Hurdle 2: Network Boogaloo

We were informed that when the Networking situation had been approved and resolved, it would require an architectural change on our part to create subnetworks within a centrally managed set of host network projects with a separate set of GCP service accounts being the only ones permitted to operate within those shared network projects.
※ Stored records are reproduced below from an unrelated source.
//! Restart-on-panic supervision for services.
//!
//! A panicking service is reported as a usage ERROR with its code and started
//! again after a backoff. A service that returns by itself is not restarted;
//! if it returned sooner than its expected minimum duration the error code is
//! reported as well.

use std::{any::Any, panic::AssertUnwindSafe, sync::Arc, time::Duration};

use futures::FutureExt;
use tokio::{task::JoinHandle, time::Instant};
use tokio_util::sync::CancellationToken;
use workload_agent_communication::{Backoff, ExponentialBackoff};
use workload_agent_core::UsageLogger;

use crate::service::Service;

/// How a single run of a supervised service ended.
#[derive(Debug, Clone, PartialEq, Eq)]
pub enum RunOutcome {
    /// Cancelled by the daemon.
    Cancelled,
    /// Returned on its own after `ran` elapsed.
    Returned { ran: Duration },
    /// Panicked with the given message.
    Panicked(String),
}

/// Runs a [`Service`] in its own task and restarts it when it panics.
pub struct RecoverableRoutine<B = ExponentialBackoff> {
    service: Service,
    usage: Arc<UsageLogger>,
    backoff: B,
}

impl RecoverableRoutine {
    #[must_use]
    pub fn new(service: Service, usage: Arc<UsageLogger>) -> Self {
        Self::with_backoff(service, usage, ExponentialBackoff::default())
    }
}

impl<B: Backoff + 'static> RecoverableRoutine<B> {
    #[must_use]
    pub const fn with_backoff(service: Service, usage: Arc<UsageLogger>, backoff: B) -> Self {
        Self {
            service,
            usage,
            backoff,
        }
    }

    /// Spawn the supervising task.
    pub fn start(self, cancel: CancellationToken) -> JoinHandle<()> {
        tokio::spawn(self.supervise(cancel))
    }

    async fn supervise(mut self, cancel: CancellationToken) {
        loop {
            match run_once(&self.service, &cancel).await {
                RunOutcome::Cancelled => return,
                RunOutcome::Returned { ran } => {
                    if ran < self.service.expected_min_duration {
                        tracing::error!(
                            service = %self.service,
                            ran = ?ran,
                            expected = ?self.service.expected_min_duration,
                            "Service returned before its expected minimum duration"
                        );
                        self.usage.error(self.service.error_code).await;
                    } else {
                        tracing::info!(service = %self.service, "Service finished");
                    }
                    return;
                }
                RunOutcome::Panicked(message) => {
                    let delay = self.backoff.next_backoff();
                    tracing::error!(
                        service = %self.service,
                        panic = %message,
                        restart_in = ?delay,
                        "Service panicked, restarting"
                    );
                    self.usage.error(self.service.error_code).await;
                    tokio::select! {
                        () = tokio::time::sleep(delay) => {}
                        () = cancel.cancelled() => return,
                    }
                }
            }
        }
    }
}

/// Run `service` once, catching a panic.
async fn run_once(service: &Service, cancel: &CancellationToken) -> RunOutcome {
    if cancel.is_cancelled() {
        return RunOutcome::Cancelled;
    }
    tracing::debug!(%service, "Starting service routine");
    let started = Instant::now();
    let result = AssertUnwindSafe(service.run(cancel.clone()))
        .catch_unwind()
        .await;
    match result {
        Err(payload) => RunOutcome::Panicked(panic_message(payload.as_ref())),
        Ok(()) if cancel.is_cancelled() => RunOutcome::Cancelled,
        Ok(()) => RunOutcome::Returned {
            ran: started.elapsed(),
        },
    }
}

fn panic_message(payload: &(dyn Any + Send)) -> String {
    payload
        .downcast_ref::<&str>()
        .map(ToString::to_string)
        .or_else(|| payload.downcast_ref::<String>().cloned())
        .unwrap_or_else(|| "unknown panic".to_string())
}
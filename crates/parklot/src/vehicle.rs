//! Vehicle lifecycle.
//!
//! One task per vehicle. Each walks the same path through the lot:
//! approach, wait for admission, claim a slot, hold it, queue to depart,
//! release, depart. No step is retried; pool errors end the run.

use std::sync::Arc;
use std::time::Duration;

use rand::Rng;
use serde::{Serialize, Serializer};
use tokio::time::Instant;
use tokio_util::sync::CancellationToken;

use crate::config::HoldRange;
use crate::permit::{PoolError, SlotIndex, SlotPool};
use crate::sink::{SinkEvent, SinkHandle};

#[derive(Debug, Clone, Copy, PartialEq, Eq, PartialOrd, Ord, Hash, Serialize)]
#[serde(transparent)]
pub struct VehicleId(u64);

impl VehicleId {
    pub fn new(id: u64) -> Self {
        Self(id)
    }

    pub fn get(self) -> u64 {
        self.0
    }
}

impl std::fmt::Display for VehicleId {
    fn fmt(&self, f: &mut std::fmt::Formatter<'_>) -> std::fmt::Result {
        write!(f, "{}", self.0)
    }
}

#[derive(Debug, Clone, Copy, PartialEq, Eq, Serialize)]
#[serde(rename_all = "snake_case")]
pub enum VehicleState {
    Created,
    Approaching,
    WaitingForAdmission,
    Occupying,
    QueuedToDepart,
    Departed,
    /// Left before being admitted because the run was cancelled.
    Abandoned,
}

impl VehicleState {
    pub fn is_terminal(&self) -> bool {
        matches!(self, Self::Departed | Self::Abandoned)
    }

    pub fn as_str(&self) -> &'static str {
        match self {
            Self::Created => "created",
            Self::Approaching => "approaching",
            Self::WaitingForAdmission => "waiting_for_admission",
            Self::Occupying => "occupying",
            Self::QueuedToDepart => "queued_to_depart",
            Self::Departed => "departed",
            Self::Abandoned => "abandoned",
        }
    }

    /// Transitions only move forward, one state at a time.
    pub fn can_advance_to(&self, next: VehicleState) -> bool {
        use VehicleState::*;
        matches!(
            (self, next),
            (Created, Approaching)
                | (Approaching, WaitingForAdmission)
                | (WaitingForAdmission, Occupying)
                | (Occupying, QueuedToDepart)
                | (QueuedToDepart, Departed)
                | (Approaching | WaitingForAdmission, Abandoned)
        )
    }
}

impl std::fmt::Display for VehicleState {
    fn fmt(&self, f: &mut std::fmt::Formatter<'_>) -> std::fmt::Result {
        f.write_str(self.as_str())
    }
}

#[derive(Debug, thiserror::Error)]
pub enum VehicleError {
    #[error("vehicle {vehicle}: {source}")]
    Pool {
        vehicle: VehicleId,
        #[source]
        source: PoolError,
    },
    #[error("vehicle {vehicle}: illegal transition {from} -> {to}")]
    Transition {
        vehicle: VehicleId,
        from: VehicleState,
        to: VehicleState,
    },
}

impl VehicleError {
    pub fn vehicle(&self) -> VehicleId {
        match self {
            VehicleError::Pool { vehicle, .. } | VehicleError::Transition { vehicle, .. } => {
                *vehicle
            }
        }
    }
}

#[derive(Debug, Clone, Copy, PartialEq, Eq, Serialize)]
#[serde(rename_all = "snake_case")]
pub enum VehicleOutcome {
    /// Held the slot for the full duration.
    Departed,
    /// Hold cut short by cancellation.
    DepartedEarly,
    /// Never admitted.
    Abandoned,
}

/// What happened to one vehicle.
#[derive(Debug, Clone, PartialEq, Eq, Serialize)]
pub struct VehicleReport {
    pub id: VehicleId,
    pub slot: Option<SlotIndex>,
    pub outcome: VehicleOutcome,
    #[serde(rename = "hold_ms", serialize_with = "as_millis")]
    pub hold: Duration,
    /// Time from approach until admission.
    #[serde(rename = "waited_ms", serialize_with = "as_millis")]
    pub waited: Duration,
    /// Time actually spent in the slot.
    #[serde(rename = "held_ms", serialize_with = "as_millis")]
    pub held: Duration,
}

pub(crate) fn as_millis<S: Serializer>(duration: &Duration, serializer: S) -> Result<S::Ok, S::Error> {
    serializer.serialize_u64(u64::try_from(duration.as_millis()).unwrap_or(u64::MAX))
}

/// A simulated vehicle, not yet started.
#[derive(Debug)]
pub struct Vehicle {
    id: VehicleId,
    hold: Duration,
    assigned_slot: Option<SlotIndex>,
    state: VehicleState,
}

impl Vehicle {
    pub fn new(id: VehicleId, hold: Duration) -> Self {
        Self {
            id,
            hold,
            assigned_slot: None,
            state: VehicleState::Created,
        }
    }

    pub fn with_random_hold<R: Rng + ?Sized>(id: VehicleId, range: &HoldRange, rng: &mut R) -> Self {
        Self::new(id, range.sample(rng))
    }

    pub fn id(&self) -> VehicleId {
        self.id
    }

    pub fn hold(&self) -> Duration {
        self.hold
    }

    pub fn assigned_slot(&self) -> Option<SlotIndex> {
        self.assigned_slot
    }

    pub fn state(&self) -> VehicleState {
        self.state
    }

    /// Drive the vehicle through the lot. Returns once it has departed
    /// (or abandoned the queue after `cancel` fired).
    pub async fn run(
        mut self,
        pool: Arc<SlotPool>,
        sink: SinkHandle,
        cancel: CancellationToken,
    ) -> Result<VehicleReport, VehicleError> {
        let id = self.id;
        let pool_err = |source: PoolError| VehicleError::Pool { vehicle: id, source };
        let arrived = Instant::now();

        self.advance(VehicleState::Approaching)?;
        sink.notify(SinkEvent::Approach { vehicle: id });

        self.advance(VehicleState::WaitingForAdmission)?;
        let admission = tokio::select! {
            biased;
            () = cancel.cancelled() => None,
            ticket = pool.admit() => Some(ticket),
        };
        let Some(admission) = admission else {
            self.advance(VehicleState::Abandoned)?;
            tracing::warn!(vehicle = %id, "Cancelled while waiting for admission");
            sink.notify(SinkEvent::Abandoned { vehicle: id });
            return Ok(self.report(VehicleOutcome::Abandoned, arrived.elapsed(), Duration::ZERO));
        };
        let mut ticket = admission.map_err(pool_err)?;
        let waited = arrived.elapsed();

        let slot = pool.claim_slot(&mut ticket).map_err(pool_err)?;
        self.assigned_slot = Some(slot);
        self.advance(VehicleState::Occupying)?;
        sink.notify(SinkEvent::Entered { vehicle: id, slot });

        // No lock is held while parked.
        let parked = Instant::now();
        let interrupted = tokio::select! {
            () = tokio::time::sleep(self.hold) => false,
            () = cancel.cancelled() => true,
        };
        let held = parked.elapsed();
        if interrupted {
            tracing::warn!(vehicle = %id, %slot, ?held, "Hold cut short by cancellation");
        }

        self.advance(VehicleState::QueuedToDepart)?;
        sink.notify(SinkEvent::QueuedToDepart { vehicle: id });

        pool.release_slot(&mut ticket).map_err(pool_err)?;
        pool.release(ticket).map_err(pool_err)?;
        self.advance(VehicleState::Departed)?;
        sink.notify(SinkEvent::Departed { vehicle: id });

        let outcome = if interrupted {
            VehicleOutcome::DepartedEarly
        } else {
            VehicleOutcome::Departed
        };
        Ok(self.report(outcome, waited, held))
    }

    fn advance(&mut self, next: VehicleState) -> Result<(), VehicleError> {
        if !self.state.can_advance_to(next) {
            return Err(VehicleError::Transition {
                vehicle: self.id,
                from: self.state,
                to: next,
            });
        }
        tracing::debug!(vehicle = %self.id, from = %self.state, to = %next, "Vehicle state change");
        self.state = next;
        Ok(())
    }

    fn report(&self, outcome: VehicleOutcome, waited: Duration, held: Duration) -> VehicleReport {
        VehicleReport {
            id: self.id,
            slot: self.assigned_slot,
            outcome,
            hold: self.hold,
            waited,
            held,
        }
    }
}

#[cfg(test)]
mod tests {
    use super::*;
    use crate::sink::{RecordingSink, spawn_dispatcher};
    use rand::SeedableRng;
    use rand::rngs::StdRng;
    use std::num::NonZeroUsize;

    fn pool(capacity: usize) -> Arc<SlotPool> {
        Arc::new(SlotPool::new(NonZeroUsize::new(capacity).unwrap()))
    }

    fn vehicle(id: u64, hold_secs: u64) -> Vehicle {
        Vehicle::new(VehicleId::new(id), Duration::from_secs(hold_secs))
    }

    #[tokio::test(start_paused = true)]
    async fn vehicle_walks_the_full_lifecycle() {
        let pool = pool(2);
        let (sink, dispatcher) = spawn_dispatcher(RecordingSink::new()).unwrap();

        let report = vehicle(1, 75)
            .run(Arc::clone(&pool), sink, CancellationToken::new())
            .await
            .unwrap();

        assert_eq!(report.outcome, VehicleOutcome::Departed);
        assert_eq!(report.slot, Some(SlotIndex::new(0)));
        assert_eq!(report.waited, Duration::ZERO);
        assert_eq!(report.held, Duration::from_secs(75));

        let v = VehicleId::new(1);
        let recorded = dispatcher.finish().await.unwrap();
        assert_eq!(
            recorded.events(),
            &[
                SinkEvent::Approach { vehicle: v },
                SinkEvent::Entered {
                    vehicle: v,
                    slot: SlotIndex::new(0)
                },
                SinkEvent::QueuedToDepart { vehicle: v },
                SinkEvent::Departed { vehicle: v },
            ]
        );

        let snapshot = pool.snapshot().unwrap();
        assert_eq!(snapshot.occupied(), 0);
        assert_eq!(snapshot.available, 2);
    }

    #[tokio::test(start_paused = true)]
    async fn vehicle_waits_while_lot_is_full() {
        let pool = pool(1);
        let occupant = pool.admit().await.unwrap();

        let task = tokio::spawn(vehicle(2, 10).run(
            Arc::clone(&pool),
            SinkHandle::detached(),
            CancellationToken::new(),
        ));

        tokio::time::sleep(Duration::from_secs(30)).await;
        assert!(!task.is_finished());
        pool.release(occupant).unwrap();

        let report = task.await.unwrap().unwrap();
        assert_eq!(report.waited, Duration::from_secs(30));
        assert_eq!(report.slot, Some(SlotIndex::new(0)));
    }

    #[tokio::test(start_paused = true)]
    async fn cancelled_while_waiting_abandons() {
        let pool = pool(1);
        let _occupant = pool.admit().await.unwrap();
        let cancel = CancellationToken::new();
        let (sink, dispatcher) = spawn_dispatcher(RecordingSink::new()).unwrap();

        let task = tokio::spawn(vehicle(3, 60).run(Arc::clone(&pool), sink, cancel.clone()));
        tokio::time::sleep(Duration::from_secs(5)).await;
        cancel.cancel();

        let report = task.await.unwrap().unwrap();
        assert_eq!(report.outcome, VehicleOutcome::Abandoned);
        assert_eq!(report.slot, None);

        let v = VehicleId::new(3);
        let recorded = dispatcher.finish().await.unwrap();
        assert_eq!(
            recorded.events(),
            &[
                SinkEvent::Approach { vehicle: v },
                SinkEvent::Abandoned { vehicle: v },
            ]
        );
    }

    #[tokio::test(start_paused = true)]
    async fn cancelled_while_parked_departs_early() {
        let pool = pool(1);
        let cancel = CancellationToken::new();

        let task = tokio::spawn(vehicle(4, 90).run(
            Arc::clone(&pool),
            SinkHandle::detached(),
            cancel.clone(),
        ));
        tokio::time::sleep(Duration::from_secs(20)).await;
        cancel.cancel();

        let report = task.await.unwrap().unwrap();
        assert_eq!(report.outcome, VehicleOutcome::DepartedEarly);
        assert_eq!(report.held, Duration::from_secs(20));
        assert_eq!(pool.snapshot().unwrap().occupied(), 0);
        assert_eq!(pool.available(), 1);
    }

    #[tokio::test]
    async fn closed_pool_is_fatal() {
        let pool = pool(1);
        pool.close();

        let err = vehicle(5, 1)
            .run(pool, SinkHandle::detached(), CancellationToken::new())
            .await
            .unwrap_err();

        assert!(matches!(
            err,
            VehicleError::Pool {
                source: PoolError::Closed,
                ..
            }
        ));
        assert_eq!(err.vehicle(), VehicleId::new(5));
        assert_eq!(err.to_string(), "vehicle 5: pool is closed to new admissions");
    }

    #[test]
    fn new_vehicle_is_unassigned() {
        let v = vehicle(6, 50);
        assert_eq!(v.state(), VehicleState::Created);
        assert_eq!(v.assigned_slot(), None);
        assert_eq!(v.hold(), Duration::from_secs(50));
    }

    #[test]
    fn random_hold_is_drawn_from_range() {
        let range = HoldRange::default();
        let mut rng = StdRng::seed_from_u64(11);
        let v = Vehicle::with_random_hold(VehicleId::new(7), &range, &mut rng);
        assert!(v.hold() >= range.min() && v.hold() <= range.max());
    }

    #[test]
    fn states_advance_one_step_at_a_time() {
        use VehicleState::*;
        let path = [Created, Approaching, WaitingForAdmission, Occupying, QueuedToDepart, Departed];
        for pair in path.windows(2) {
            assert!(pair[0].can_advance_to(pair[1]), "{} -> {}", pair[0], pair[1]);
        }

        assert!(!Created.can_advance_to(Occupying));
        assert!(!Occupying.can_advance_to(Departed));
        assert!(!Departed.can_advance_to(Approaching));
        assert!(!Occupying.can_advance_to(Abandoned));
        assert!(WaitingForAdmission.can_advance_to(Abandoned));
        assert!(Departed.is_terminal() && Abandoned.is_terminal());
    }

    #[test]
    fn illegal_transition_is_an_error() {
        let mut v = vehicle(8, 1);
        let err = v.advance(VehicleState::Occupying).unwrap_err();
        assert_eq!(
            err.to_string(),
            "vehicle 8: illegal transition created -> occupying"
        );
        assert_eq!(v.state(), VehicleState::Created);
    }

    #[test]
    fn report_serializes_durations_as_millis() {
        let report = VehicleReport {
            id: VehicleId::new(9),
            slot: Some(SlotIndex::new(3)),
            outcome: VehicleOutcome::Departed,
            hold: Duration::from_secs(52),
            waited: Duration::from_millis(1500),
            held: Duration::from_secs(52),
        };
        insta::assert_json_snapshot!(report, @r#"
        {
          "id": 9,
          "slot": 3,
          "outcome": "departed",
          "hold_ms": 52000,
          "waited_ms": 1500,
          "held_ms": 52000
        }
        "#);
    }
}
In actuality, this turned out to be pretty easy to integrate into our codebases, since we had written a reusable “Private Cluster” module in Pulumi, we could fix it once, and have it work for both Seed and Workload clusters. In addition to this, Pulumi has fantastic support in the code for creating multiple GCP provider instances each of which can impersonate a different service account. This gave us an easy path to using multiple different GCP service accounts to manage cluster projects vs network projects.

Recap

The following figure shows the state the project has reached:

Here the dashed lines indicate the source of the codebase that defines what Cloud Infrastructure is deployed as part of a project. The solid magenta lines show the flow of requests and invocations through Tekton pipelines to test and deploy our code:

When a PR is raised, changes to the seed cluster and workload cluster codebases are tested by the GitHub event listener dispatching invocation(s) of the CI pipeline, which will deploy to the CI stacks within the CI environment
When a PR is merged:
1. Changes to the seed cluster codebase are deployed to the prod stack
2. Changes to the workload cluster codebase are deployed to the dev stack, part of the dev environment
We have updated the Pulumi code to deploy subnetworks inside some externally managed network projects

Towards Continuous Deployment

Now that we’ve got most of the moving parts that we need:

A Tekton pipeline that can deploy code in a sandbox and run tests
A Tekton pipeline that can deploy an arbitrary Pulumi project to one of its stacks
GitHub events to catch when changes are proposed and accepted

With a couple of extra pieces, we can look at full end-to-end automation:

Some way to capture the order of environments that the Pulumi code should deploy through
- We want the seed cluster to deploy to some nonprod stack on merge, and promote to prod after adequate time/testing
- We want workload clusters to deploy to dev on merge, and promote through stage and prod on a predictable cadence, with required automated checks
Which automated checks are required between these stages
- Releases to prod require creating a change event in some centrally managed systems and also checking if a freeze is in place to prohibit deployments

Due to the nature of some of the integrations required in gating promotions towards the production, we opted to roll our own Continuous Deployment Controller but with a strict design limitation that this controller only decides WHEN a deployment must happen, and then delegates the actual change action to pre-built Tekton pipelines (or other Kubernetes native runners, if required).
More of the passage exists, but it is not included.